> THE PROBLEM
Whenever a line in the data below includes the string "FixedOffset", copy it out.

> Stored entries
use anyhow::{Context, Result};
use chrono::FixedOffset;
use std::path::PathBuf;
use std::time::Duration;

use crate::modules::roster_lock::use_cases::audit_integrity::handler::AuditOptions;

#[derive(Debug, Clone)]
pub struct Config {
    pub host: String,
    pub port: u16,
    pub league_offset: FixedOffset,
    pub lock_interval: Duration,
    pub backfill_interval: Duration,
    pub audit_prune_stale: bool,
    pub seed_path: Option<PathBuf>,
}

impl Config {
    pub fn from_env() -> Result<Self> {
        Self::from_lookup(|key| std::env::var(key).ok())
    }

    /// Every variable is optional and falls back to its default.
    pub fn from_lookup(lookup: impl Fn(&str) -> Option<String>) -> Result<Self> {
        let offset_minutes: i32 = parse_or(&lookup, "LEAGUE_UTC_OFFSET_MINUTES", 0)?;
        let league_offset = offset_minutes
            .checked_mul(60)
            .and_then(FixedOffset::east_opt)
            .with_context(|| format!("LEAGUE_UTC_OFFSET_MINUTES out of range: {offset_minutes}"))?;
        Ok(Self {
            host: lookup("HOST").unwrap_or_else(|| "0.0.0.0".to_string()),
            port: parse_or(&lookup, "PORT", 8080)?,
            league_offset,
            lock_interval: Duration::from_secs(parse_or(&lookup, "LOCK_INTERVAL_SECS", 60)?),
            backfill_interval: Duration::from_secs(parse_or(&lookup, "BACKFILL_INTERVAL_SECS", 3600)?),
            audit_prune_stale: parse_or(&lookup, "AUDIT_PRUNE_STALE", true)?,
            seed_path: lookup("SEED_PATH").filter(|path| !path.is_empty()).map(PathBuf::from),
        })
    }

    pub fn addr(&self) -> String {
        format!("{}:{}", self.host, self.port)
    }

    pub fn audit_options(&self) -> AuditOptions {
        AuditOptions {
            prune_stale: self.audit_prune_stale,
        }
    }
}

fn parse_or<T>(lookup: &impl Fn(&str) -> Option<String>, key: &str, default: T) -> Result<T>
where
    T: std::str::FromStr,
    T::Err: std::error::Error + Send + Sync + 'static,
{
    match lookup(key) {
        Some(raw) => raw
            .trim()
            .parse()
            .with_context(|| format!("{key} has an invalid value: {raw}")),
        None => Ok(default),
    }
}

#[cfg(test)]
mod config_tests {
    use super::*;
    use rstest::rstest;
    use std::collections::HashMap;

    fn lookup_from(pairs: &[(&str, &str)]) -> impl Fn(&str) -> Option<String> {
        let vars: HashMap<String, String> = pairs
            .iter()
            .map(|(k, v)| (k.to_string(), v.to_string()))
            .collect();
        move |key| vars.get(key).cloned()
    }

    #[rstest]
    fn it_should_fall_back_to_defaults() {
        let config = Config::from_lookup(lookup_from(&[])).unwrap();
        assert_eq!(config.addr(), "0.0.0.0:8080");
        assert_eq!(config.lock_interval, Duration::from_secs(60));
        assert_eq!(config.backfill_interval, Duration::from_secs(3600));
        assert_eq!(config.league_offset.local_minus_utc(), 0);
        assert!(config.audit_options().prune_stale);
        assert_eq!(config.seed_path, None);
    }

    #[rstest]
    fn it_should_read_every_variable() {
        let config = Config::from_lookup(lookup_from(&[
            ("HOST", "127.0.0.1"),
            ("PORT", "9000"),
            ("LEAGUE_UTC_OFFSET_MINUTES", "-300"),
            ("LOCK_INTERVAL_SECS", "15"),
            ("BACKFILL_INTERVAL_SECS", "600"),
            ("AUDIT_PRUNE_STALE", "false"),
            ("SEED_PATH", "./seed.json"),
        ]))
        .unwrap();
        assert_eq!(config.addr(), "127.0.0.1:9000");
        assert_eq!(config.league_offset.local_minus_utc(), -300 * 60);
        assert_eq!(config.lock_interval, Duration::from_secs(15));
        assert!(!config.audit_prune_stale);
        assert_eq!(config.seed_path, Some(PathBuf::from("./seed.json")));
    }

    #[rstest]
    #[case("PORT", "not-a-port")]
    #[case("AUDIT_PRUNE_STALE", "maybe")]
    #[case("LEAGUE_UTC_OFFSET_MINUTES", "100000")]
    #[case("LEAGUE_UTC_OFFSET_MINUTES", "2147483647")]
    #[case("LEAGUE_UTC_OFFSET_MINUTES", "-2147483648")]
    fn it_should_reject_invalid_values(#[case] key: &str, #[case] value: &str) {
        let error = Config::from_lookup(lookup_from(&[(key, value)])).unwrap_err();
        assert!(error.to_string().contains(key));
    }
}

> COMPLETED EXERCISE
use chrono::FixedOffset;
    pub league_offset: FixedOffset,
            .and_then(FixedOffset::east_opt)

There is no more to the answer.